So you’ve poured your life’s blood onto the paper and you’ve got a book you think is good. What’s your next step? Most likely, finding an editor. Lucky for you, IU has an extensive list of steps you could take and ways you can find the help and support you need. But giving your “child” over to an editor is a scary prospect. What if they don’t like it? What if they say you’re no good? I know; been there, done that. You’ve put your heart and soul into this and now you’re going to hand it over to someone who might well tear it to shreds. It’s frightening. But necessary. Here are a few things to remember that might make it a little easier for you.
Writing, like all art, is subjective. There is no one right way to do it, no one wrong way. Sure, we have rules and guidelines, but those are usually “big picture” issues like story arc and pacing, or “small stuff,” like commas and semi-colons. In between there’s a lot of latitude. Not only that, but you are allowed to break the rules if you know how and why, and if the story demands it. And, because it’s so subjective, what one person loves another may hate. Tattoo that to your forehead so you can keep it firmly in mind.
Now, that said, it is the editor’s job to hunt down and root out anything and everything that might be “wrong” with your manuscript. When I am editing for a client, I am looking for anything that might pop me out of the story, whether it’s typos or unrealistic dialog or bad pacing or an undeveloped story line. And I am going to tell you what I’ve found and why it’s bad and what would be better. Occasionally, I may highlight a line or a paragraph and say it’s really good, but that’s rare. Ninety-nine percent of the time, I’m focusing on the bad things, because those are the things that need to be fixed, that can be fixed.
Some find this crushing. I’m hurting their feelings. You know what? Sorry, but my job is not to stroke your ego; that’s your mother’s job. My job is to help make your book the best that it can be. My job is to find all those things that might annoy or confuse readers before the readers see it. Just think of it this way: would you rather I find the errors before you publish, when I can let you know about them in a private e-mail, or would you rather the readers find them after you publish, when they can post horrible reviews for the entire world to see? Yeah, I thought so. And just in case you’re thinking, well, that’s fine for you, but what about the poor author? Guess what? I am an author, and when I send out a new book to beta readers, I fully expect them to respond the exact same way. I tell them to do their worst, give me every bit of bad news they’ve got. I don’t care how small a nit-pick it is, I want to hear it. I want to know what turns them off. I want to know what pops them out of the story. And I want to know before I publish.

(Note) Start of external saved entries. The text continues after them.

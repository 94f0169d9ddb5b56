//! Exposes an in-process S3-compatible server for use in integration tests.
//!
//! ```
//! use objectstore_test::server::MockS3Server;
//!
//! #[tokio::main]
//! async fn main() {
//!    let server = MockS3Server::new().await;
//!    let url = server.url("/bucket");
//!    // use the URL in tests...
//! }
//! ```
//!
//! The server understands just enough of the S3 API for benchmarks: creating buckets, enabling
//! versioning, listing object versions, and uploading, inspecting and deleting objects with
//! path-style addressing.
//! Objects are kept in memory.

use std::collections::HashMap;
use std::net::{SocketAddr, TcpListener};
use std::sync::atomic::{AtomicUsize, Ordering};
use std::sync::{Arc, Mutex};

use axum::Router;
use axum::body::Bytes;
use axum::extract::{Path, Query, State};
use axum::http::header::{AUTHORIZATION, CONTENT_LENGTH, CONTENT_TYPE};
use axum::http::{HeaderMap, StatusCode};
use axum::response::{IntoResponse, Response};
use axum::routing::put;

const VERSION_ID_HEADER: &str = "x-amz-version-id";

type Params = Query<HashMap<String, String>>;

#[derive(Debug, Default)]
struct Bucket {
    versioned: bool,
    next_version: u64,
    objects: HashMap<String, Vec<(Option<String>, Bytes)>>,
}

#[derive(Debug, Default)]
struct Store {
    token: Option<String>,
    requests: AtomicUsize,
    buckets: Mutex<HashMap<String, Bucket>>,
}

impl Store {
    fn authorize(&self, headers: &HeaderMap) -> Result<(), StatusCode> {
        self.requests.fetch_add(1, Ordering::Relaxed);

        let Some(token) = &self.token else {
            return Ok(());
        };
        let expected = format!("Bearer {token}");
        match headers.get(AUTHORIZATION) {
            Some(value) if value.as_bytes() == expected.as_bytes() => Ok(()),
            _ => Err(StatusCode::FORBIDDEN),
        }
    }
}

/// An in-process S3-compatible server for use in integration tests.
///
/// It listens on a random available port on localhost and stops when dropped.
#[derive(Debug)]
pub struct MockS3Server {
    handle: tokio::task::JoinHandle<()>,
    socket: SocketAddr,
    store: Arc<Store>,
}

impl MockS3Server {
    /// Starts a server accepting all requests.
    pub async fn new() -> Self {
        Self::start(None).await
    }

    /// Starts a server that rejects requests without the given bearer token.
    pub async fn with_token(token: &str) -> Self {
        Self::start(Some(token.to_owned())).await
    }

    async fn start(token: Option<String>) -> Self {
        let addr = SocketAddr::from(([127, 0, 0, 1], 0));
        let listener = TcpListener::bind(addr).unwrap();
        listener.set_nonblocking(true).unwrap();
        let socket = listener.local_addr().unwrap();

        let store = Arc::new(Store {
            token,
            ..Default::default()
        });

        let app = Router::new()
            .route("/{bucket}", put(put_bucket).get(list_versions))
            .route(
                "/{bucket}/{*key}",
                put(put_object).get(get_object).delete(delete_object),
            )
            .with_state(Arc::clone(&store));

        let handle = tokio::spawn(async move {
            let listener = tokio::net::TcpListener::from_std(listener).unwrap();
            axum::serve(listener, app).await.unwrap();
        });

        Self {
            handle,
            socket,
            store,
        }
    }

    /// Returns a full URL pointing to the given path.
    ///
    /// This URL uses `localhost` as hostname.
    pub fn url(&self, path: &str) -> String {
        let path = path.trim_start_matches('/');
        format!("http://localhost:{}/{}", self.socket.port(), path)
    }

    /// Returns the number of requests received, including rejected ones.
    pub fn requests(&self) -> usize {
        self.store.requests.load(Ordering::Relaxed)
    }

    /// Returns the number of stored object versions in the bucket.
    pub fn object_count(&self, bucket: &str) -> usize {
        let buckets = self.store.buckets.lock().unwrap();
        buckets
            .get(bucket)
            .map(|bucket| bucket.objects.values().map(Vec::len).sum())
            .unwrap_or(0)
    }

    /// Stores an object directly, bypassing request counting and authorization.
    ///
    /// Creates the bucket if it does not exist.
    pub fn insert(&self, bucket: &str, key: &str, body: &'static [u8]) {
        let mut buckets = self.store.buckets.lock().unwrap();
        let bucket = buckets.entry(bucket.to_owned()).or_default();
        bucket
            .objects
            .entry(key.to_owned())
            .or_default()
            .push((None, Bytes::from_static(body)));
    }

    /// Returns `true` if versioning is enabled on the bucket.
    pub fn is_versioned(&self, bucket: &str) -> bool {
        let buckets = self.store.buckets.lock().unwrap();
        buckets.get(bucket).is_some_and(|bucket| bucket.versioned)
    }
}

impl Drop for MockS3Server {
    fn drop(&mut self) {
        self.handle.abort();
    }
}

async fn put_bucket(
    State(store): State<Arc<Store>>,
    Path(bucket): Path<String>,
    Query(params): Params,
    headers: HeaderMap,
) -> Result<StatusCode, StatusCode> {
    store.authorize(&headers)?;
    let mut buckets = store.buckets.lock().unwrap();

    if params.contains_key("versioning") {
        let bucket = buckets.get_mut(&bucket).ok_or(StatusCode::NOT_FOUND)?;
        bucket.versioned = true;
        return Ok(StatusCode::OK);
    }

    if buckets.contains_key(&bucket) {
        return Err(StatusCode::CONFLICT);
    }
    buckets.insert(bucket, Bucket::default());
    Ok(StatusCode::OK)
}

fn escape(value: &str) -> String {
    value
        .replace('&', "&amp;")
        .replace('<', "&lt;")
        .replace('>', "&gt;")
}

/// Serves `ListObjectVersions` in a single, never truncated page.
async fn list_versions(
    State(store): State<Arc<Store>>,
    Path(bucket): Path<String>,
    Query(params): Params,
    headers: HeaderMap,
) -> Result<Response, StatusCode> {
    store.authorize(&headers)?;
    if !params.contains_key("versions") {
        return Err(StatusCode::NOT_IMPLEMENTED);
    }

    let buckets = store.buckets.lock().unwrap();
    let bucket = buckets.get(&bucket).ok_or(StatusCode::NOT_FOUND)?;

    let mut body = String::from(
        r#"<?xml version="1.0" encoding="UTF-8"?><ListVersionsResult xmlns="http://s3.amazonaws.com/doc/2006-03-01/"><IsTruncated>false</IsTruncated>"#,
    );
    for (key, versions) in &bucket.objects {
        for (version_id, data) in versions {
            body.push_str(&format!(
                "<Version><Key>{}</Key><VersionId>{}</VersionId><Size>{}</Size></Version>",
                escape(key),
                version_id.as_deref().unwrap_or("null"),
                data.len()
            ));
        }
    }
    body.push_str("</ListVersionsResult>");

    Ok(([(CONTENT_TYPE, "application/xml")], body).into_response())
}

async fn put_object(
    State(store): State<Arc<Store>>,
    Path((bucket, key)): Path<(String, String)>,
    headers: HeaderMap,
    body: Bytes,
) -> Result<Response, StatusCode> {
    store.authorize(&headers)?;
    let mut buckets = store.buckets.lock().unwrap();
    let bucket = buckets.get_mut(&bucket).ok_or(StatusCode::NOT_FOUND)?;

    let version_id = bucket.versioned.then(|| {
        bucket.next_version += 1;
        format!("v{}", bucket.next_version)
    });

    let versions = bucket.objects.entry(key).or_default();
    if version_id.is_none() {
        versions.clear();
    }
    versions.push((version_id.clone(), body));

    let mut response = StatusCode::OK.into_response();
    if let Some(version_id) = version_id {
        response
            .headers_mut()
            .insert(VERSION_ID_HEADER, version_id.parse().unwrap());
    }
    Ok(response)
}

/// Serves both `GET` and `HEAD`. For `HEAD`, the body is dropped but its length is reported.
async fn get_object(
    State(store): State<Arc<Store>>,
    Path((bucket, key)): Path<(String, String)>,
    Query(params): Params,
    headers: HeaderMap,
) -> Result<Response, StatusCode> {
    store.authorize(&headers)?;
    let buckets = store.buckets.lock().unwrap();
    let versions = buckets
        .get(&bucket)
        .and_then(|bucket| bucket.objects.get(&key))
        .ok_or(StatusCode::NOT_FOUND)?;

    let (version_id, body) = match params.get("versionId") {
        Some(wanted) => versions
            .iter()
            .find(|(version_id, _)| version_id.as_ref() == Some(wanted)),
        None => versions.last(),
    }
    .ok_or(StatusCode::NOT_FOUND)?;

    let mut response = body.clone().into_response();
    response
        .headers_mut()
        .insert(CONTENT_LENGTH, body.len().into());
    if let Some(version_id) = version_id {
        response
            .headers_mut()
            .insert(VERSION_ID_HEADER, version_id.parse().unwrap());
    }
    Ok(response)
}

async fn delete_object(
    State(store): State<Arc<Store>>,
    Path((bucket, key)): Path<(String, String)>,
    Query(params): Params,
    headers: HeaderMap,
) -> Result<StatusCode, StatusCode> {
    store.authorize(&headers)?;
    let mut buckets = store.buckets.lock().unwrap();
    let bucket = buckets.get_mut(&bucket).ok_or(StatusCode::NOT_FOUND)?;
    let versions = bucket.objects.get_mut(&key).ok_or(StatusCode::NOT_FOUND)?;

    match params.get("versionId") {
        Some(wanted) => versions.retain(|(version_id, _)| version_id.as_ref() != Some(wanted)),
        None => versions.clear(),
    }
    if versions.is_empty() {
        bucket.objects.remove(&key);
    }

    Ok(StatusCode::NO_CONTENT)
}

Also, if you’re wondering, I’m not immune to having my feelings hurt. Once, ages ago, I sent off a hard copy manuscript (this was back in the dark ages) to a publisher, which they read and returned to me, thanks but no thanks. Okay, fine, but as I was thumbing through the ms, I found a page of notes apparently left there by the reader. Those notes very bluntly but very thoroughly eviscerated my book. It was like having a knife stuck into my heart, then twisted just for good measure. I was devastated.
What did I do? Well, I curled up into a fetal position and felt sorry for myself for about three days, then came back to it to figure out what to do. And I did figure it out. The funny thing is, now I don’t even remember which book that was, I don’t remember what the reader’s notes said, and I don’t remember twisting myself into knots to accommodate the opinions therein. All I know is I’ve published every book I’ve ever written, happily so, and I’ve grown a fairly thick skin in the process.
You will, too.
So what is my advice to you? Here it is in a nutshell:
Got negative feedback? First thing is to distance yourself. Put it away for a few days, try not to obsess over it (I know, easier said than done), and just let it sit. When you’re gripped by the talons of raw emotions, you’re likely to do one of two things: (1) angrily reject every suggestion made by the editor; after all, s/he doesn’t know you, doesn’t know your book, your characters. This reader person doesn’t know Jack and you’re not going to do anything they say you should. Or, conversely, (2) in the throes of shredded self-confidence, you decide you know nothing and this editor knows all and you agree to make every change they suggest, even when doing so feels like you’re dying inside. Don’t. Allow yourself to go through all the rollercoaster emotions that the feedback has induced but, for now, don’t decide anything.
Done? Okay, good. Now, and only now, go back to the feedback and consider it all seriously. When I say consider it, I don’t mean accept it or reject it unreservedly. I mean just that: consider it. Take the suggestions and lay it over your story like a map of translucent oilskin. Does it fit? Does it match up with your characters? Does it align with your vision? If so, think about making changes. If not, don’t.
Always remember: you are the final authority. Only you know what story you are telling and how you want to tell it. Only you know your characters, how they feel, how they think, how they act. If you’re going to write with authenticity, everything — and I mean everything — must serve the story. And only you can determine that.
Don’t forget that the process of editing is for your benefit. It’s the grindstone that grinds down the burrs of your story, that flakes away the flaws, and reveals the beauty underneath. It’s the polishing that will bring your story to a bright, sparkling shine. Yes, it can be painful, but once you’ve got the book you really want, the book you meant to write, it’s all worth it.